Faktor yang mendorong terjadinya pemanfaatan tidak sah
atas sumberdaya ikan di wilayah ZEEI. Pertama, adanya kekosongan armada
penangkapan di beberapa kawasan Indonesia, misalnya di Laut Arafura, Laut Cina
Selatan, Laut Sulawesi dan Laut Pasifik. Kedua, law enforcement yang tidak
berjalan sebagaimana mestinya. Ketiga, tidak lancarnya investasi akibat krisis
ekonomi dan politik yang berkepanjangan sehingga menimbulkan Iklim ketidak
pastian dalam berusaha akibatnya hanya Sedikit kapal-kapal yang beroperasi di
ZEEI. Keempat, kondisi geografi perairan Indonesia yang memungkinkan terjadinya
pencurian ikan tanpa mudah dideteksi (hit and run).
3. Licensing
Agreements, yaitu izin dari sebuah perusahaan kepada
perusahaan-perusahaan lain untuk menggunakan nama dagangnya (brand name),
merek, teknologi, paten, hak cipta, atau keahlian-keahlian lainnya. Pemegang
lisensi harus beroperasi di bawah kondisi dan ketentuan tertentu, termasuk
dalam hal pembayaran upah dan royalti.
Lisensi oleh
lembaga litbang (PP 20/2005). Dalam Peraturan Pemerintah Republik Indonesia
Nomor 20 Tahun 2005 tentang Alih Teknologi Kekayaan Intelektual Serta Hasil
Penelitian dan Pengembangan Oleh Perguruan Tinggi dan Lembaga Penelitian dan
Pengembangan, pemberian lisensi oleh lembaga litbang merupakan bagian dari
kegiatan alih teknologi. Alih teknologi kekayaan intelektual serta hasil
kegiatan penelitian dan pengembangan oleh perguruan tnggi dan lembaga litbang
dilaksanakan melalui mekanisme: lisensi, kerja sama, pelayanan jasa ilmu
pengetahuan dan teknologi, dan/atau publikasi.
4. Turnkey
Projects, yaitu membangun infrastruktur dan konstruksi yang
diperlukan perusahaan asing untuk menyelenggarakan proses produksi di Negara
Dunia Ketiga. Bila segala fasilitas telah siap dioperasikan, perusahaan asing
menyerahkan ‘kunci’ kepada perusahaan domestik atau organisasi lainnya.

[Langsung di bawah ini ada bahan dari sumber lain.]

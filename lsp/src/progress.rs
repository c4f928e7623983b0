//! Work-done progress bookkeeping.

use std::collections::HashMap;

use parley_types::ProgressToken;
use parley_types::progress::WorkDoneProgress;
use thiserror::Error;

#[derive(Debug, Clone, Copy, PartialEq, Eq)]
enum Phase {
    Created,
    Begun,
}

#[derive(Debug, Clone, PartialEq, Eq, Error)]
pub enum ProgressError {
    #[error("progress token {token:?} already in use")]
    DuplicateToken { token: ProgressToken },
    #[error("progress token {token:?} already began")]
    AlreadyBegun { token: ProgressToken },
    #[error("progress token {token:?} has not begun")]
    NotBegun { token: ProgressToken },
}

/// Enforces `begin (report)* end` per token.
///
/// Tokens the server created via `window/workDoneProgress/create` start in
/// the created phase. Tokens supplied by the client in request params are not
/// registered and may `begin` directly.
#[derive(Debug, Default)]
pub struct ProgressTracker {
    tokens: HashMap<ProgressToken, Phase>,
}

impl ProgressTracker {
    #[must_use]
    pub fn new() -> Self {
        Self::default()
    }

    pub fn create(&mut self, token: ProgressToken) -> Result<(), ProgressError> {
        if self.tokens.contains_key(&token) {
            return Err(ProgressError::DuplicateToken { token });
        }
        self.tokens.insert(token, Phase::Created);
        Ok(())
    }

    /// Drop a created token that was never begun, e.g. after the client refused it.
    pub fn discard(&mut self, token: &ProgressToken) {
        if self.tokens.get(token) == Some(&Phase::Created) {
            self.tokens.remove(token);
        }
    }

    /// Validate one notification and advance the token's phase.
    pub fn advance(
        &mut self,
        token: &ProgressToken,
        value: &WorkDoneProgress,
    ) -> Result<(), ProgressError> {
        let phase = self.tokens.get(token).copied();
        match (value, phase) {
            (WorkDoneProgress::Begin(_), None | Some(Phase::Created)) => {
                self.tokens.insert(token.clone(), Phase::Begun);
                Ok(())
            }
            (WorkDoneProgress::Begin(_), Some(Phase::Begun)) => Err(ProgressError::AlreadyBegun {
                token: token.clone(),
            }),
            (WorkDoneProgress::Report(_), Some(Phase::Begun)) => Ok(()),
            (WorkDoneProgress::End(_), Some(Phase::Begun)) => {
                self.tokens.remove(token);
                Ok(())
            }
            (WorkDoneProgress::Report(_) | WorkDoneProgress::End(_), _) => {
                Err(ProgressError::NotBegun {
                    token: token.clone(),
                })
            }
        }
    }

    #[must_use]
    pub fn is_active(&self, token: &ProgressToken) -> bool {
        self.tokens.get(token) == Some(&Phase::Begun)
    }

    #[must_use]
    pub fn len(&self) -> usize {
        self.tokens.len()
    }

    #[must_use]
    pub fn is_empty(&self) -> bool {
        self.tokens.is_empty()
    }
}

Contoh dari jenis alih teknologi ini seperti misalnya
untuk mewujudkan dan melaksanakan pemenuhan target pembangunan tersebut akan
membutuhkan biaya pembangunan yang sangat besar. Pemerintah melalui
studi/kajian yang dilakukan Deputi Perumahan Formal MENPERA menerapkan pola
Turnkey Project (Proyek Putar Kunci). Bahwa disamping kendala biaya besar yang
dibutuhkan, Pemerintah tampaknya juga belum menemukan formulasi yang tepat
mengenai sistem pembiayaan pembangunan RUSUNAMI. Sehingga diharapkan dengan
penerapan pola Turnkey Project dan dengan adanya partisipasi atau masukan dari
masyarakat pengguna, khususnya pelaku usaha akan dapat diperoleh satu Pedoman Umum
Pembangunan Perumahan melalui pola Turnkey Project.